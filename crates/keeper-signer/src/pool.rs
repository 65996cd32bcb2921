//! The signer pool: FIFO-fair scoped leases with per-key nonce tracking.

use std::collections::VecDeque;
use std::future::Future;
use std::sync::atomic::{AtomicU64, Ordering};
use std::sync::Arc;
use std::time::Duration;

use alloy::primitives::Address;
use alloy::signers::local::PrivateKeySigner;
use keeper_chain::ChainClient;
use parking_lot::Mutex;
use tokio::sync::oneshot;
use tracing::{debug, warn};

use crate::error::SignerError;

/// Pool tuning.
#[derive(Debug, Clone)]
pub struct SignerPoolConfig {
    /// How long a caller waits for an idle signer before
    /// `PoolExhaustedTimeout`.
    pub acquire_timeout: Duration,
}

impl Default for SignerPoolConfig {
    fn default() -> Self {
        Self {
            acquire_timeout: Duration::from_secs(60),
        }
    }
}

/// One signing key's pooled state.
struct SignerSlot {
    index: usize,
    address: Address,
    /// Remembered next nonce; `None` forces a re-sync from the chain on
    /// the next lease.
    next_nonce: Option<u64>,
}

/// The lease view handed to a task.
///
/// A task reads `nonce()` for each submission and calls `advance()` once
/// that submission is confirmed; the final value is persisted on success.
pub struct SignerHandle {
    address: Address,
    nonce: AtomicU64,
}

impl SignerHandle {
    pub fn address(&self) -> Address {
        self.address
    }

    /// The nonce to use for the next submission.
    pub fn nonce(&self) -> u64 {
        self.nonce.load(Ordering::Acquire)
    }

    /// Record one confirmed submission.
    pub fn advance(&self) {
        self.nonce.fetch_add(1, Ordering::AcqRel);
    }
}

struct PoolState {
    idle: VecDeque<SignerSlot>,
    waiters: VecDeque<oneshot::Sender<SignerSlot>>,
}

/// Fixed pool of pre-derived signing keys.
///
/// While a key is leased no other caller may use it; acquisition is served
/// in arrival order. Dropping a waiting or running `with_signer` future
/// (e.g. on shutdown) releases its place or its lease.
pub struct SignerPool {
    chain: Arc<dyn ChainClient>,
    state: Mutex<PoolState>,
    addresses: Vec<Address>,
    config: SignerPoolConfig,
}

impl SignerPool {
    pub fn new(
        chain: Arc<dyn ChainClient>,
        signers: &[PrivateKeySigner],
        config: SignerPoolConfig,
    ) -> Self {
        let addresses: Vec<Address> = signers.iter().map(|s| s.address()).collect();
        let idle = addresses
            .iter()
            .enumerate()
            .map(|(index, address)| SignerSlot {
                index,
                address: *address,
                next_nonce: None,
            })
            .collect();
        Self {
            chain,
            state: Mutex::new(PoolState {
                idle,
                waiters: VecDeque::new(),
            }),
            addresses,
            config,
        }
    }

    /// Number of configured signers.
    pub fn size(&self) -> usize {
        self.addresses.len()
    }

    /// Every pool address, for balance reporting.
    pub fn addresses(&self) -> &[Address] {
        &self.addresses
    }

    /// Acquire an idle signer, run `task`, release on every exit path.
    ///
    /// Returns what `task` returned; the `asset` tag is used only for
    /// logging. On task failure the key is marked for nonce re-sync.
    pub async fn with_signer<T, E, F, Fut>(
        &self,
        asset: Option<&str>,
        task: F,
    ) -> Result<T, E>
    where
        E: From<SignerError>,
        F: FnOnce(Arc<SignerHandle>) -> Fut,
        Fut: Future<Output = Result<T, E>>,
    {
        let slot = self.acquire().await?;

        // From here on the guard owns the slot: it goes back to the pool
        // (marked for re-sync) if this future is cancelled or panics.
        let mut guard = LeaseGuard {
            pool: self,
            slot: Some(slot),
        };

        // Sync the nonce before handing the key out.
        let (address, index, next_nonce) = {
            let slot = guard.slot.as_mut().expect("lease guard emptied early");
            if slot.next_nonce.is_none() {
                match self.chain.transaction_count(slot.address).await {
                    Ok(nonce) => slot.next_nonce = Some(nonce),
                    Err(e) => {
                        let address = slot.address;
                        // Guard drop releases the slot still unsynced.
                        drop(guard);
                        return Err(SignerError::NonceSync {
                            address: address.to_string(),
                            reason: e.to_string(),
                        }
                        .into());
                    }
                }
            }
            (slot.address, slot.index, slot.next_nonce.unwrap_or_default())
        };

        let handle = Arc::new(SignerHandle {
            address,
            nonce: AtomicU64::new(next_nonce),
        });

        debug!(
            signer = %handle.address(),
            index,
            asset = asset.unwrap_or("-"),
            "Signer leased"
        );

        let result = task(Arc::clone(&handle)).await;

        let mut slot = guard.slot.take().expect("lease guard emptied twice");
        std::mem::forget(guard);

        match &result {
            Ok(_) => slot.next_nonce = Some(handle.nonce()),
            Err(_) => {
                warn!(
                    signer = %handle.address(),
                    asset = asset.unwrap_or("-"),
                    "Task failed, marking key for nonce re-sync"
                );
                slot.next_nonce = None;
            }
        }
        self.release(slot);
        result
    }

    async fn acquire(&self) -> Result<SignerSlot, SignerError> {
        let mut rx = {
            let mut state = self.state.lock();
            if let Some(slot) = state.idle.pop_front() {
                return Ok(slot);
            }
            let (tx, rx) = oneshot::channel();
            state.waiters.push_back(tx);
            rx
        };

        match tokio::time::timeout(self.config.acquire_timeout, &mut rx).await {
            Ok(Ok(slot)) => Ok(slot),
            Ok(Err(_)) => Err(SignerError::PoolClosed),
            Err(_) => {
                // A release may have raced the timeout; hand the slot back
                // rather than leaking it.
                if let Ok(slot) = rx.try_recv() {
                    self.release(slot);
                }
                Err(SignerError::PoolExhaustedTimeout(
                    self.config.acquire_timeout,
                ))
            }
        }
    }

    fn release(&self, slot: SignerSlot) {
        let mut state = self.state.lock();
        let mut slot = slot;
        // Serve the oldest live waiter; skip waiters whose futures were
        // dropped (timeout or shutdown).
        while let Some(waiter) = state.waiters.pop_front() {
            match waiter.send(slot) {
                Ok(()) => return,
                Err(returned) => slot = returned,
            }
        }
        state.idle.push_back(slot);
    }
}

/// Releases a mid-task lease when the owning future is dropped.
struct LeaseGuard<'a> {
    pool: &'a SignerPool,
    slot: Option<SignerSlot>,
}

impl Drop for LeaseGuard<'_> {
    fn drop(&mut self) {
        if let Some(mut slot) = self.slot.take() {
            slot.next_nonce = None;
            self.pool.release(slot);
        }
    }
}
---
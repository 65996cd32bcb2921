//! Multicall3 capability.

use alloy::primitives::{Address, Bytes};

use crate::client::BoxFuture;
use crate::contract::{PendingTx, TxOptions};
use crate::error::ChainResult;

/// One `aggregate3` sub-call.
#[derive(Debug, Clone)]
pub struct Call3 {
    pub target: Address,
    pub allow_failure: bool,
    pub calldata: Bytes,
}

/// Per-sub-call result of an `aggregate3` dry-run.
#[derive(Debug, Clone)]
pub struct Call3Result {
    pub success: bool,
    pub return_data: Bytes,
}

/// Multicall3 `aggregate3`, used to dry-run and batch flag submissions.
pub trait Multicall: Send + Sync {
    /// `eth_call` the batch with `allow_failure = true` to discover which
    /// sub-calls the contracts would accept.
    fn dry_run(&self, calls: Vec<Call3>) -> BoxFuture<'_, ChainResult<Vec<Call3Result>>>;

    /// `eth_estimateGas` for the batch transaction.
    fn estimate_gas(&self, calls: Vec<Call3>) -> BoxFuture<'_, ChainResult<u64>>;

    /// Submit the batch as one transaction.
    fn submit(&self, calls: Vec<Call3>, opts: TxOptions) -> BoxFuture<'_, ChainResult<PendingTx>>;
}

EXERCISE DETAILS ::
Filter the records for the string "calls" and copy every line that holds it.

RESULT FOR THIS EXERCISE ::
/// A task reads `nonce()` for each submission and calls `advance()` once
    /// sub-calls the contracts would accept.
    fn dry_run(&self, calls: Vec<Call3>) -> BoxFuture<'_, ChainResult<Vec<Call3Result>>>;
    fn estimate_gas(&self, calls: Vec<Call3>) -> BoxFuture<'_, ChainResult<u64>>;
    fn submit(&self, calls: Vec<Call3>, opts: TxOptions) -> BoxFuture<'_, ChainResult<PendingTx>>;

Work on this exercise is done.